Wednesday, October 31, 2012

lessons on interrogation

Today we met up with our vendors to resolve a 1-month old problem, SMTP set up. The last part of the saga was when I went around asking people how they configured their SMTP settings (because I haven't done it before), and also googling and reading how to send SMTP commands, only to have people asking me, "why isn't your vendor doing this for you?" "you are the first person I know who helps their vendor do such things" "why are you helping them?"

Simply because I didn't have a choice. The user calls me every 2 hours the past 2 days to ask me how to resolve the issue, saying that all the web forms must work and the vendors are saying that the web forms can't work without SMTP, and she has promised her boss that the site will be live this friday. After I passed all the information I gathered to the guy, he still said he couldn't get it to work. His boss said that this is an environment factor that is beyond their control, and if we are unable to provide them with settings that work, then they are unable to do anything.

The problem sounds simple. The vendor insisted that we need to give them a username and password to access the SMTP server. The SMTP server works on an unauthenticated mode, meaning no username and password required. I had 3 other systems sending emails through the same SMTP server and all did not need to authenticate with a username and password.
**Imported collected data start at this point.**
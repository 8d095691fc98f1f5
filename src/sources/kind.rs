use serde::Deserialize;

use super::symbols;

/// Provider family. Each kind has exactly one URL-building rule and one known
/// response shape; everything provider-specific lives behind this enum.
#[derive(Debug, Clone, Copy, PartialEq, Eq)]
pub enum SourceKind {
    /// CoinGecko simple-price shape: `{"<coin-id>": {"usd": 60234.1}}`
    GenericAggregator,
    /// Binance v3 ticker shape: `{"symbol": "SOLUSDT", "price": "142.51"}`
    /// (Binance-compatible venues share the endpoint verbatim)
    ExchangeTicker,
    /// DexScreener pair-search shape: `{"pairs": [{"baseToken": ..., "priceUsd": "..."}]}`
    DexQuote,
    /// Pyth Hermes feed shape: `[{"price": {"price": "6023412345678", "expo": -8}}]`
    BlockchainRpc,
}

#[derive(Debug, Deserialize)]
struct ExchangeTickerResponse {
    #[allow(dead_code)]
    symbol: String,
    price: String,
}

impl SourceKind {
    pub fn as_str(&self) -> &'static str {
        match self {
            SourceKind::GenericAggregator => "generic-aggregator",
            SourceKind::ExchangeTicker => "exchange-ticker",
            SourceKind::DexQuote => "dex-quote",
            SourceKind::BlockchainRpc => "blockchain-rpc",
        }
    }

    /// Translate a canonical symbol into this provider family's identifier.
    /// `None` means the kind has no way to express the symbol at all.
    pub fn map_symbol(&self, symbol: &str) -> Option<String> {
        match self {
            SourceKind::GenericAggregator => Some(symbols::coingecko_id(symbol)),
            SourceKind::ExchangeTicker => Some(symbols::binance_pair(symbol)),
            SourceKind::DexQuote => Some(symbol.to_uppercase()),
            SourceKind::BlockchainRpc => symbols::pyth_feed_id(symbol),
        }
    }

    pub fn build_url(&self, template: &str, mapped: &str) -> String {
        template.replace("{symbol}", mapped)
    }

    /// Extract one numeric price from a response body. Anything unexpected
    /// collapses to `None`; callers treat that as a transient source failure.
    pub fn parse_price(&self, body: &str, mapped: &str, symbol: &str) -> Option<f64> {
        match self {
            SourceKind::GenericAggregator => {
                let data: serde_json::Value = serde_json::from_str(body).ok()?;
                data[mapped]["usd"].as_f64()
            }
            SourceKind::ExchangeTicker => {
                let ticker: ExchangeTickerResponse = serde_json::from_str(body).ok()?;
                ticker.price.parse::<f64>().ok()
            }
            SourceKind::DexQuote => {
                let data: serde_json::Value = serde_json::from_str(body).ok()?;
                let pairs = data["pairs"].as_array()?;
                for pair in pairs.iter().take(10) {
                    let base = pair["baseToken"]["symbol"].as_str().unwrap_or("");
                    if !base.eq_ignore_ascii_case(symbol) {
                        continue;
                    }
                    if let Some(price) = pair["priceUsd"]
                        .as_str()
                        .and_then(|s| s.parse::<f64>().ok())
                    {
                        if price > 0.0 {
                            return Some(price);
                        }
                    }
                }
                None
            }
            SourceKind::BlockchainRpc => {
                let data: serde_json::Value = serde_json::from_str(body).ok()?;
                let feed = data.as_array()?.first()?;
                let raw = feed["price"]["price"].as_str()?.parse::<f64>().ok()?;
                let expo = feed["price"]["expo"].as_i64()? as i32;
                Some(raw * 10f64.powi(expo))
            }
        }
    }
}
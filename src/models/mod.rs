pub mod quote;
pub mod status;

pub use quote::{PriceResult, Quote};
pub use status::SourceStatus;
Eventually, I sent the question to the helpdesk managing the SMTP server, and we are still waiting to solve the mystery.

That aside, I couldn't understand why the web forms couldn't work if we couldn't send emails. The web forms were storing the data submitted into a database, and the email part was to notify the webmaster that someone had just sent a feedback. They had been explaining and explaining for the past 2 weeks, but I couldn't understand until today, when I asked them, if I don't have any email available, how will the error message look like?

It turned out that the error message misled us into thinking that the form wasn't working! OMG The error message was "we encountered a technical difficulty in submitting the form". When I asked what other error messages he had, he said "we encountered a technical difficulty in saving the form". It was then that it suddenly became clear what the problem was. The forms were saving data into the system, but the notification portion wasn't working, so if we just change the "error message" to "thank you", the user who submitted the feedback will not think that it is an error, the feedback is still captured in the system, and the only thing is the webmaster will need to log in to the system to retrieve the data.

You can just imagine the users' reaction when this was reveal to them. What initially was on a critical path of failure turned out to be something not critical, and all we needed was someone to take the problem apart.

Monday, October 29, 2012

really serious troubleshooting business

I was troubleshooting a 5 month old inconsistent and intermittent problem earlier because I had been relying on the vendors and the issue had not reached the fire-on-the-backside stage.

The problem was easily resolved  in 30 minutes after I figured out the 10 lines of shell script that was fetching the files from the ftp server. I would not have been able to write the shell script from scratch, but I guess I have a good translator in my head.

Before that, 2 external and 2 internal data centre server administrators, 5 application vendors, infra manager, and myself, were all unable to resolve the problem. Just 2 weeks ago, the server admin was asking the infra manager why he is taking so long to solve the problem. The server admin was telling the application team that their code was wrong, the files need to reference the root instead of the sub folder. The application team blamed the script for not copying their files properly. I wasn't contributing constructively by chasing the application vendor for status updates as well.

11 people involved. What a joke, all I did was to tell the shell script to read from the sub folder instead of the root, but to be able to troubleshoot the problem, the person needs to understand shell script and html, which sounds like common sense, but I guess the stars were not aligned.